Here are a half-dozen books you’re likely to hear about in the coming months:
Space Dumplins, by Craig Thompson: In this all-ages space opera, Violet Marlocke is a lively girl who lives with her father, who is sort of a space scavenger, and her mother, a designer, in outer space. When her father disappears on the job, Violet heads out to find him. This is Thompson’s first children’s book, and I hope he does more. He creates a wonderfully imaginative world and his characters are quirky and likable, so there’s a lot here for adults as well as children to enjoy. (Scholastic, August)
Little Nemo’s Big New Dreams: Locust Moon made a big splash with its broadsheet-size anthology of tributes to Winsor McCay’s Little Nemo comics, titled Little Nemo: Dream Another Dream, which won two Eisner Awards last week. This is a scaled-down version in regular book size, featuring 31 Little Nemo-inspired comics by Roger Langridge, Carla Speed McNeill, Art Spiegelman, Yuko Shimuzu and a host of other talented creators. As with all the books in the TOON line, it’s kid-friendly but sophisticated, so adults can enjoy it too, and it’s a wallet-friendly alternative to the big book. (TOON Books, September)
The Story of My Tits, by Jennifer Hayden: Jennifer Hayden’s memoir is about breast cancer in the same way that Raina Telgemeier’s Smile is about orthodontia — it’s not a disease memoir, it’s a family drama and a story of growing up and growing wiser, with breasts as the organizing principle. Hayden is not afraid to go deep when it comes to depicting love and loss, but she’s also not afraid to laugh at herself — and everyone else. When I first picked up this book, I was afraid her loose style was too light for the subject matter, but in fact it perfectly balances the seriousness of the subject matter. (Top Shelf, September)
Long Walk to Valhalla: It takes a little while to figure out where this story is going. It starts with a girl claiming she’s bringing a young man to Valhalla, the heaven of the Norse gods, but that turns out to be a framing tale for a Southern Gothic story about two brothers, one who sees things that aren’t there, the other who protects him — at a high cost.

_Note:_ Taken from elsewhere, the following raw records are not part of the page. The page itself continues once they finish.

//! PostgreSQL repositories.

pub mod build;

pub use build::{BuildRecord, PgBuildStore};
//! Admission control for build runners.
//!
//! The registry is the one piece of shared mutable state in the engine.
//! The duplicate check and the reservation happen under one lock, so at
//! most one runner per (project, commit) is ever registered. The entry is
//! released by a guard owned by the runner task, which also covers panics.

use chrono::{DateTime, Utc};
use futures::FutureExt;
use serde::Serialize;
use shipyard_core::store::BuildStore;
use shipyard_core::{BuildId, BuildStatus, CommitSha, ProjectId};
use std::collections::HashMap;
use std::sync::{Arc, Mutex, MutexGuard, PoisonError};
use tokio::sync::{Notify, watch};
use tokio_util::sync::CancellationToken;
use tracing::{debug, info, warn};

use crate::error::{SchedulerError, SchedulerResult};
use crate::queue::TaskQueue;
use crate::runner::BuildRunner;

/// Identity used for deduplication.
#[derive(Debug, Clone, PartialEq, Eq, Hash, PartialOrd, Ord, Serialize)]
pub struct RunnerKey {
    pub project_id: ProjectId,
    pub sha: CommitSha,
}

impl RunnerKey {
    pub fn new(project_id: ProjectId, sha: CommitSha) -> Self {
        Self { project_id, sha }
    }
}

/// Result of [`BuildRunnerService::add_build_runner`].
#[derive(Debug, Clone, Copy, PartialEq, Eq)]
pub enum Admission {
    /// The runner was registered and queued for its build.
    Accepted(BuildId),
    /// A runner for the same commit is already tracked; the new one was
    /// dropped. Carries the tracked runner's build once it has one.
    Duplicate(Option<BuildId>),
}

/// Point-in-time view of a tracked runner.
#[derive(Debug, Clone, PartialEq, Serialize)]
pub struct RunnerSnapshot {
    pub project_id: ProjectId,
    pub sha: CommitSha,
    pub build_id: Option<BuildId>,
    pub build_number: Option<i64>,
    pub status: BuildStatus,
    pub trigger: String,
    pub credential: String,
    pub registered_at: DateTime<Utc>,
}

struct RunnerEntry {
    build_id: Option<BuildId>,
    build_number: Option<i64>,
    trigger: String,
    credential: String,
    status: watch::Receiver<BuildStatus>,
    cancel: CancellationToken,
    registered_at: DateTime<Utc>,
}

struct Registry {
    runners: Mutex<HashMap<RunnerKey, RunnerEntry>>,
    idle: Notify,
}

impl Registry {
    fn lock(&self) -> MutexGuard<'_, HashMap<RunnerKey, RunnerEntry>> {
        self.runners.lock().unwrap_or_else(PoisonError::into_inner)
    }
}

/// Removes a registry entry when dropped.
struct Registration {
    registry: Arc<Registry>,
    key: RunnerKey,
}

impl Drop for Registration {
    fn drop(&mut self) {
        let mut runners = self.registry.lock();
        runners.remove(&self.key);
        let idle = runners.is_empty();
        drop(runners);

        debug!(project = %self.key.project_id, sha = %self.key.sha, "Runner released");
        if idle {
            self.registry.idle.notify_waiters();
        }
    }
}

/// Tracks every active or queued build runner.
#[derive(Clone)]
pub struct BuildRunnerService {
    registry: Arc<Registry>,
    queue: TaskQueue,
    store: Arc<dyn BuildStore>,
}

impl BuildRunnerService {
    pub fn new(queue: TaskQueue, store: Arc<dyn BuildStore>) -> Self {
        Self {
            registry: Arc::new(Registry {
                runners: Mutex::new(HashMap::new()),
                idle: Notify::new(),
            }),
            queue,
            store,
        }
    }

    /// Register a runner and queue it, unless one for the same commit is
    /// already tracked.
    pub async fn add_build_runner(&self, mut runner: BuildRunner) -> SchedulerResult<Admission> {
        let key = runner.key();

        let registration = {
            let mut runners = self.registry.lock();
            if let Some(existing) = runners.get(&key) {
                info!(
                    project = %key.project_id,
                    sha = %key.sha,
                    status = %*existing.status.borrow(),
                    "Runner already tracked, skipping duplicate"
                );
                return Ok(Admission::Duplicate(existing.build_id));
            }

            runners.insert(
                key.clone(),
                RunnerEntry {
                    build_id: runner.build().map(|b| b.id),
                    build_number: runner.build().map(|b| b.number),
                    trigger: runner.trigger().to_string(),
                    credential: runner.credential().to_string(),
                    status: runner.subscribe(),
                    cancel: runner.cancellation_token(),
                    registered_at: Utc::now(),
                },
            );
            Registration {
                registry: self.registry.clone(),
                key: key.clone(),
            }
        };

        let build = match runner.build() {
            Some(build) => build.clone(),
            None => {
                // Dropping the registration on error releases the reservation.
                let build = self
                    .store
                    .create_build(&key.project_id, &key.sha, runner.trigger())
                    .await
                    .map_err(SchedulerError::Store)?;

                if let Some(entry) = self.registry.lock().get_mut(&key) {
                    entry.build_id = Some(build.id);
                    entry.build_number = Some(build.number);
                }
                runner.attach_build(build.clone());
                build
            }
        };

        let task = async move {
            let _registration = registration;
            let outcome = runner.run().await?;
            debug!(
                build_id = %outcome.build.id,
                status = %outcome.build.status,
                logs = outcome.output.logs.len(),
                "Runner task done"
            );
            Ok::<(), shipyard_core::Error>(())
        }
        .boxed();

        self.queue
            .enqueue(format!("build {} #{}", key.project_id, build.number), task)?;

        info!(
            project = %key.project_id,
            sha = %key.sha,
            build = build.number,
            trigger = %build.trigger,
            "Runner admitted"
        );
        Ok(Admission::Accepted(build.id))
    }

    /// Runners currently tracked, queued or executing.
    pub fn active_count(&self) -> usize {
        self.registry.lock().len()
    }

    /// Runners waiting for a free queue slot.
    pub fn queued_count(&self) -> usize {
        self.queue.queued()
    }

    pub fn is_tracked(&self, project_id: &ProjectId, sha: &CommitSha) -> bool {
        self.registry
            .lock()
            .contains_key(&RunnerKey::new(project_id.clone(), sha.clone()))
    }

    pub fn lookup(&self, project_id: &ProjectId, sha: &CommitSha) -> Option<RunnerSnapshot> {
        let key = RunnerKey::new(project_id.clone(), sha.clone());
        self.registry.lock().get(&key).map(|e| snapshot(&key, e))
    }

    /// Every tracked runner, oldest registration first.
    pub fn snapshots(&self) -> Vec<RunnerSnapshot> {
        let mut all: Vec<RunnerSnapshot> = self
            .registry
            .lock()
            .iter()
            .map(|(key, entry)| snapshot(key, entry))
            .collect();
        all.sort_by(|a, b| {
            a.registered_at
                .cmp(&b.registered_at)
                .then_with(|| a.project_id.cmp(&b.project_id))
                .then_with(|| a.sha.cmp(&b.sha))
        });
        all
    }

    /// Abort a tracked runner. Returns whether one was found.
    pub fn abort(&self, project_id: &ProjectId, sha: &CommitSha) -> bool {
        let key = RunnerKey::new(project_id.clone(), sha.clone());
        match self.registry.lock().get(&key) {
            Some(entry) => {
                warn!(project = %project_id, sha = %sha, "Aborting runner");
                entry.cancel.cancel();
                true
            }
            None => false,
        }
    }

    /// Resolve once no runner is tracked.
    pub async fn wait_idle(&self) {
        loop {
            let notified = self.registry.idle.notified();
            if self.active_count() == 0 {
                return;
            }
            notified.await;
        }
    }
}

fn snapshot(key: &RunnerKey, entry: &RunnerEntry) -> RunnerSnapshot {
    RunnerSnapshot {
        project_id: key.project_id.clone(),
        sha: key.sha.clone(),
        build_id: entry.build_id,
        build_number: entry.build_number,
        status: *entry.status.borrow(),
        trigger: entry.trigger.clone(),
        credential: entry.credential.clone(),
        registered_at: entry.registered_at,
    }
}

This is human drama in the tradition of Craig Thompson’s Blankets and Nate Powell’s Swallow Me Whole, with a bit of mystery and a truly wrenching climax. (BOOM! Studios, July)
Fear and Loathing in Las Vegas, by Hunter S. Thompson, adapted by Troy Little: Hunter S. Thompson’s novel/memoir of a drug-enhanced road trip was originally published as an illustrated novel, so it’s appropriate that it will get the graphic novel treatment. (Top Shelf, October)
Trashed, by Derf Backderf: Backderf follows up My Friend Dahmer, his memoir of going to high school with mass murderer Jeffrey Dahmer, with something completely different. Trashed follows the day-to-day life of two garbage men; although it’s fiction, it’s based on Backderf’s real-life experiences. Sandwiched in between these vignettes of life on the back of the truck are informational spreads about where trash comes from and what we do with it, including diagrams of trash trucks, landfill and transfer stations. With these complementary narratives, Backderf shows us both the big picture — the business of garbage, basically — and the human side, the lives of those who collect and transport it. (Abrams ComicArts, November)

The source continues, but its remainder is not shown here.